CALCIO

Il Messina vuole allungare la striscia

Match casalingo domani per il Messina, in serie utile da tre gare, che al Franco Scoglio ospita l'Ebolitana. Qualche piccolo problema di formazione per il tecnico Modica che non può utilizzare lo squalificato Bruno e l'infortunato Migliorini. Scoppia la grana Celeste

Messina, c'è anche Cocuzza

Salvatore Cocuzza, attaccante Acr Messina

Quella con l'Ebolitana è la prima sfida di un ciclo di sei partite sulla carta abbordabili per il Messina, rivitalizzato dalla cura Modica. L'obiettivo è quello di risalire in classifica per raggiungere posizioni più in linea con i programmi stagionali. In questo contesto si incastona anche il mercato, in cui non saranno fatti grandissimi colpi ma solo aggiustamenti per sistemare la rosa secondo le indicazioni del direttore sportivo Lamazza e del tecnico peloritano che, adesso, dopo averla rilanciata, sanno dove e come intervenire sulla squadra.
Morale alto e autostima ritrovata, ingredienti indispensabili per ottimizzare il lavoro settimanale. Per la sfida di domani, Giacomo Modica deve rinunciare al difesore Bruno, appiedato per una giornata dopo l'assurda espulsione di Ercolano, e al centrocampista Migliorni, peraltro assente anche nella precedente partita in Campania. Al posto del difensore è pronto Colombini, in cerca di riscatto dopo la prova da incubo con la Vibonese. Negli ultimi turni è stato impiegato dalla panchina dimostrando che il peggio sembra essere passato. In mezzo, invece, appare scontata la riconferma dell'argentino Pezzella. L'allenatore punta, quindi, sulla continuità per dare certezze alla sua formazione ed, effettivamente, cambiare, non avrebbe molto senso. L'Ebolitana appaiata in classifica ai giallorossi, nella versione trasferta ha finora denunciato qualche limite di troppo, cinque sconfitte e una vittoria a Isola Capo Rizzuto. Nell'organigramma spiccano i nomi dell'ex Elio Nigro e dell'attaccante Angelo Scalzone, vicino al Messina qualche stagione fa. Una curiosità sull'arbitraggio. A dirigere la sfida sarà Michele Delrio, figlio di Graziano, ministro delle infrastrutture e dei trasporti.
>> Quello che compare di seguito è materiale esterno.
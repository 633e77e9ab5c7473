// crates/shared-kernel/src/infrastructure/postgres/transactions/postgres_transaction_manager.rs

use sqlx::{Pool, Postgres};
use crate::domain::transaction::{Transaction, TransactionManager, TxFuture, TxWork};
use crate::errors::DomainError;
use crate::infrastructure::postgres::transactions::PostgresTransaction;
use crate::infrastructure::postgres::mappers::SqlxErrorExt;

pub struct PostgresTransactionManager {
    pool: Pool<Postgres>,
}

impl PostgresTransactionManager {
    pub fn new(pool: Pool<Postgres>) -> Self {
        Self { pool }
    }
}

impl TransactionManager for PostgresTransactionManager {
    fn in_transaction<'a>(&'a self, f: TxWork<'a>) -> TxFuture<'a> {
        Box::pin(async move {
            let tx = self.pool.begin().await.map_domain_infra("Failed to begin transaction")?;
            let pg_tx = PostgresTransaction::new(tx);
            let handle = pg_tx.handle();

            let outcome = f(Box::new(pg_tx) as Box<dyn Transaction>).await;

            let Some(tx) = handle.lock().await.take() else {
                return Err(DomainError::Internal("Transaction handle lost before completion".into()));
            };

            match outcome {
                Ok(()) => tx.commit().await.map_domain_infra("Failed to commit transaction"),
                Err(e) => {
                    if let Err(rollback_err) = tx.rollback().await {
                        tracing::warn!("⚠️ Rollback failed after error '{}': {}", e, rollback_err);
                    }
                    Err(e)
                }
            }
        })
    }
}
// crates/profile/src/domain/value_objects/bio.rs

use serde::{Deserialize, Serialize};
use shared_kernel::domain::value_objects::ValueObject;
use shared_kernel::errors::{DomainError, Result};
use std::fmt;

#[derive(Debug, Clone, Serialize, Deserialize, PartialEq, Eq, Hash)]
#[serde(try_from = "String", into = "String")]
pub struct Bio(String);

impl Bio {
    pub const MAX_LENGTH: usize = 255;

    /// Constructeur sécurisé (API / Mise à jour profil)
    pub fn try_new(value: impl Into<String>) -> Result<Self> {
        let raw = value.into();
        let trimmed = raw.trim();

        if trimmed.is_empty() {
            return Err(DomainError::Validation {
                field: "bio",
                reason: "Bio cannot be empty. Use Option::None for no bio.".into(),
            });
        }

        let bio = Self(Self::normalize_newlines(trimmed));
        bio.validate()?;
        Ok(bio)
    }

    /// Reconstruction rapide (Infrastructure / DB)
    pub fn from_raw(value: impl Into<String>) -> Self {
        Self(value.into())
    }

    /// Au plus 2 sauts de ligne consécutifs, `\r\n` compté comme un seul
    fn normalize_newlines(input: &str) -> String {
        let unified = input.replace("\r\n", "\n").replace('\r', "\n");
        let mut result = String::with_capacity(unified.len());
        let mut newline_count = 0;
        for c in unified.chars() {
            if c == '\n' {
                newline_count += 1;
                if newline_count <= 2 {
                    result.push('\n');
                }
            } else {
                newline_count = 0;
                result.push(c);
            }
        }
        result.trim().to_string()
    }

    pub fn as_str(&self) -> &str {
        &self.0
    }
}

impl ValueObject for Bio {
    fn validate(&self) -> Result<()> {
        // Caractères Unicode, pas les octets
        let count = self.0.chars().count();

        if count > Self::MAX_LENGTH {
            return Err(DomainError::Validation {
                field: "bio",
                reason: format!(
                    "Bio is too long (max {} chars, got {})",
                    Self::MAX_LENGTH,
                    count
                ),
            });
        }

        if self.0.chars().any(|c| c.is_control() && c != '\n') {
            return Err(DomainError::Validation {
                field: "bio",
                reason: "Bio contains invalid control characters".into(),
            });
        }

        Ok(())
    }
}

impl TryFrom<String> for Bio {
    type Error = DomainError;
    fn try_from(value: String) -> Result<Self> {
        Self::try_new(value)
    }
}

impl From<Bio> for String {
    fn from(bio: Bio) -> Self {
        bio.0
    }
}

impl fmt::Display for Bio {
    fn fmt(&self, f: &mut fmt::Formatter<'_>) -> fmt::Result {
        f.write_str(&self.0)
    }
}
// crates/shared-kernel/src/infrastructure/postgres/utils/postgres_test_context_builder.rs

use crate::errors::AppResult;
use crate::infrastructure::postgres::factories::PostgresConfig;
use crate::infrastructure::postgres::utils::PostgresTestContext;

pub struct PostgresTestContextBuilder {
    pub(crate) image_name: String,
    pub(crate) image_tag: String,
    pub(crate) user: String,
    pub(crate) password: String,
    pub(crate) db_name: String,
    pub(crate) migrations: Vec<String>,
    pub(crate) config: Option<PostgresConfig>,
}

impl Default for PostgresTestContextBuilder {
    fn default() -> Self {
        Self {
            image_name: "postgres".to_string(),
            image_tag: "16-alpine".to_string(),
            user: "test".to_string(),
            password: "test".to_string(),
            db_name: "test_db".to_string(),
            migrations: Vec::new(),
            config: None,
        }
    }
}

impl PostgresTestContextBuilder {
    pub(crate) fn new() -> Self {
        Self::default()
    }

    /// Dossiers de migrations sqlx, appliqués dans l'ordre donné
    pub fn with_migrations(mut self, paths: &[&str]) -> Self {
        self.migrations = paths.iter().map(|s| s.to_string()).collect();
        self
    }

    pub fn with_image(mut self, name: &str, tag: &str) -> Self {
        self.image_name = name.to_string();
        self.image_tag = tag.to_string();
        self
    }

    pub fn with_config(mut self, config: PostgresConfig) -> Self {
        self.config = Some(config);
        self
    }

    pub async fn build(self) -> AppResult<PostgresTestContext> {
        PostgresTestContext::restore(self).await
    }
}
mod follow_graph_port;
mod follow_service;

pub use follow_graph_port::FollowGraph;
pub use follow_service::FollowService;
// crates/shared-kernel/src/domain/transaction/transaction_manager.rs

use std::future::Future;
use std::pin::Pin;
use crate::domain::transaction::Transaction;
use crate::errors::Result;

pub type TxFuture<'a> = Pin<Box<dyn Future<Output = Result<()>> + Send + 'a>>;

pub type TxWork<'a> = Box<dyn FnOnce(Box<dyn Transaction>) -> TxFuture<'a> + Send + 'a>;

/// Exécute un travail dans une transaction : commit si `Ok`, rollback si `Err`.
/// Aucune écriture partielle n'est visible des autres lecteurs.
pub trait TransactionManager: Send + Sync {
    fn in_transaction<'a>(&'a self, f: TxWork<'a>) -> TxFuture<'a>;
}
// crates/profile/src/application/toggle_follow/toggle_follow_use_case_test.rs

#[cfg(test)]
mod tests {
    use std::sync::Arc;
    use shared_kernel::domain::value_objects::AccountId;
    use shared_kernel::errors::DomainError;

    use crate::application::get_follow_state::{GetFollowStateQuery, GetFollowStateUseCase};
    use crate::application::toggle_follow::{ToggleFollowCommand, ToggleFollowUseCase};
    use crate::domain::entities::Profile;
    use crate::domain::errors::FollowError;
    use crate::domain::repositories::ProfileRepository;
    use crate::domain::value_objects::{DisplayName, FollowState, Handle, ProfileStats};
    use crate::infrastructure::memory::{MemorySocialStore, SocialState};

    fn setup() -> (ToggleFollowUseCase, MemorySocialStore) {
        let store = MemorySocialStore::new();
        let use_case = ToggleFollowUseCase::new(
            Arc::new(store.clone()),
            Arc::new(store.clone()),
            store.transaction_manager(),
        );
        (use_case, store)
    }

    async fn seed(store: &MemorySocialStore, handle: &str, followers: u64, following: u64) -> AccountId {
        let profile = Profile::builder(AccountId::new(), DisplayName::from_raw(handle), Handle::from_raw(handle))
            .with_stats(ProfileStats::new(followers, following))
            .build();
        store.insert(&profile, None).await.unwrap();
        profile.account_id()
    }

    fn toggle(viewer: AccountId, target: AccountId) -> ToggleFollowCommand {
        ToggleFollowCommand { viewer_id: Some(viewer), target_id: target, desired_state: None }
    }

    fn set(viewer: AccountId, target: AccountId, state: FollowState) -> ToggleFollowCommand {
        ToggleFollowCommand { viewer_id: Some(viewer), target_id: target, desired_state: Some(state) }
    }

    fn counters(state: &SocialState, id: &AccountId) -> ProfileStats {
        state.stats(id).unwrap()
    }

    #[tokio::test]
    async fn test_follow_then_unfollow_round_trip() {
        // Arrange : A suit 2 comptes, B a 5 abonnés
        let (use_case, store) = setup();
        let a = seed(&store, "alice", 0, 2).await;
        let b = seed(&store, "bob", 5, 0).await;

        // Act 1
        let first = use_case.execute(toggle(a, b)).await;

        // Assert 1
        assert_eq!(first, Ok(FollowState::Following));
        let state = store.snapshot().await;
        assert!(state.has_edge(&a, &b));
        assert_eq!(counters(&state, &a).following_count(), 3);
        assert_eq!(counters(&state, &b).follower_count(), 6);

        // Act 2
        let second = use_case.execute(toggle(a, b)).await;

        // Assert 2 : retour à l'état initial
        assert_eq!(second, Ok(FollowState::NotFollowing));
        let state = store.snapshot().await;
        assert!(!state.has_edge(&a, &b));
        assert_eq!(counters(&state, &a), ProfileStats::new(0, 2));
        assert_eq!(counters(&state, &b), ProfileStats::new(5, 0));
    }

    #[tokio::test]
    async fn test_follow_state_reflects_toggle() {
        // Arrange
        let (use_case, store) = setup();
        let a = seed(&store, "alice", 0, 0).await;
        let b = seed(&store, "bob", 0, 0).await;
        let reader = GetFollowStateUseCase::new(Arc::new(store.clone()));
        let query = GetFollowStateQuery { viewer_id: Some(a), target_id: b };

        // Act
        use_case.execute(toggle(a, b)).await.unwrap();

        // Assert : relation dirigée
        assert_eq!(reader.execute(query).await, Ok(FollowState::Following));
        let reverse = GetFollowStateQuery { viewer_id: Some(b), target_id: a };
        assert_eq!(reader.execute(reverse).await, Ok(FollowState::NotFollowing));
    }

    #[tokio::test]
    async fn test_self_follow_has_no_side_effect() {
        // Arrange
        let (use_case, store) = setup();
        let a = seed(&store, "alice", 1, 1).await;
        let before = store.snapshot().await;

        // Act
        let result = use_case.execute(set(a, a, FollowState::Following)).await;

        // Assert
        assert_eq!(result, Err(FollowError::SelfFollowNotAllowed));
        let after = store.snapshot().await;
        assert_eq!(after.edge_count(), before.edge_count());
        assert_eq!(counters(&after, &a), counters(&before, &a));
    }

    #[tokio::test]
    async fn test_requires_authenticated_viewer() {
        let (use_case, store) = setup();
        let b = seed(&store, "bob", 0, 0).await;

        let result = use_case
            .execute(ToggleFollowCommand { viewer_id: None, target_id: b, desired_state: None })
            .await;

        assert_eq!(result, Err(FollowError::NotAuthenticated));
    }

    #[tokio::test]
    async fn test_rejected_commit_leaves_no_partial_state() {
        // Arrange
        let (use_case, store) = setup();
        let a = seed(&store, "alice", 0, 2).await;
        let b = seed(&store, "bob", 5, 0).await;
        store.tx_manager().reject_next_commits(1);

        // Act
        let result = use_case.execute(toggle(a, b)).await;

        // Assert
        assert!(matches!(result, Err(FollowError::Persistence(DomainError::Infrastructure(_)))));
        let state = store.snapshot().await;
        assert!(!state.has_edge(&a, &b));
        assert_eq!(counters(&state, &a), ProfileStats::new(0, 2));
        assert_eq!(counters(&state, &b), ProfileStats::new(5, 0));
    }

    #[tokio::test]
    async fn test_missing_target_aborts_whole_batch() {
        // Arrange
        let (use_case, store) = setup();
        let a = seed(&store, "alice", 0, 2).await;
        let ghost = AccountId::new();

        // Act
        let result = use_case.execute(toggle(a, ghost)).await;

        // Assert
        assert!(matches!(result, Err(FollowError::Persistence(DomainError::NotFound { .. }))));
        let state = store.snapshot().await;
        assert_eq!(state.edge_count(), 0);
        assert_eq!(counters(&state, &a).following_count(), 2);
    }

    #[tokio::test]
    async fn test_missing_target_on_unfollow_aborts_viewer_decrement() {
        // Arrange : pas d'arête à supprimer, seul le compteur de la cible échoue
        let (use_case, store) = setup();
        let a = seed(&store, "alice", 0, 2).await;

        // Act
        let result = use_case.execute(set(a, AccountId::new(), FollowState::NotFollowing)).await;

        // Assert
        assert!(matches!(result, Err(FollowError::Persistence(DomainError::NotFound { .. }))));
        assert_eq!(counters(&store.snapshot().await, &a).following_count(), 2);
    }

    #[tokio::test]
    async fn test_counters_never_go_below_zero() {
        // Arrange
        let (use_case, store) = setup();
        let a = seed(&store, "alice", 0, 0).await;
        let b = seed(&store, "bob", 0, 0).await;

        // Act : désabonnements explicites répétés sans relation existante
        for _ in 0..3 {
            let result = use_case.execute(set(a, b, FollowState::NotFollowing)).await;
            assert_eq!(result, Ok(FollowState::NotFollowing));
        }

        // Assert
        let state = store.snapshot().await;
        assert_eq!(counters(&state, &a), ProfileStats::default());
        assert_eq!(counters(&state, &b), ProfileStats::default());
    }

    #[tokio::test]
    async fn test_explicit_state_is_last_write_wins() {
        // Arrange
        let (use_case, store) = setup();
        let a = seed(&store, "alice", 0, 0).await;
        let b = seed(&store, "bob", 0, 0).await;

        // Act : deux "suivre" explicites, pas de déduplication
        use_case.execute(set(a, b, FollowState::Following)).await.unwrap();
        use_case.execute(set(a, b, FollowState::Following)).await.unwrap();

        // Assert : une seule arête, compteurs incrémentés deux fois
        let state = store.snapshot().await;
        assert_eq!(state.edge_count(), 1);
        assert_eq!(counters(&state, &a).following_count(), 2);
        assert_eq!(counters(&state, &b).follower_count(), 2);
    }

    #[tokio::test]
    async fn test_concurrent_followers_are_all_counted() {
        // Arrange
        let (use_case, store) = setup();
        let target = seed(&store, "star", 0, 0).await;
        let mut fans = Vec::new();
        for i in 0..10 {
            fans.push(seed(&store, &format!("fan{}", i), 0, 0).await);
        }

        // Act
        let results = futures::future::join_all(
            fans.iter().map(|fan| use_case.execute(toggle(*fan, target))),
        )
        .await;

        // Assert
        assert!(results.iter().all(|r| *r == Ok(FollowState::Following)));
        let state = store.snapshot().await;
        assert_eq!(state.edge_count(), 10);
        assert_eq!(counters(&state, &target).follower_count(), 10);
        assert!(fans.iter().all(|fan| counters(&state, fan).following_count() == 1));
    }
}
Al Celeste non c'è energia elettrica perché manca il contratto con l'Enel che ha staccato l'utenza qualche mese fa dopo la scoperta di allacci abusivi. Il Messina, che non vuole più utilizzare il gruppo elettrogeno per gli alti costi da sopportare, prima di ripristinare il tutto sotto il proprio nome ha chiesto lumi sulla convenzione. Lunedì prossimo previsti nuovi incontri al comune, con l'assessore allo sport Pino, per risolvere il problema.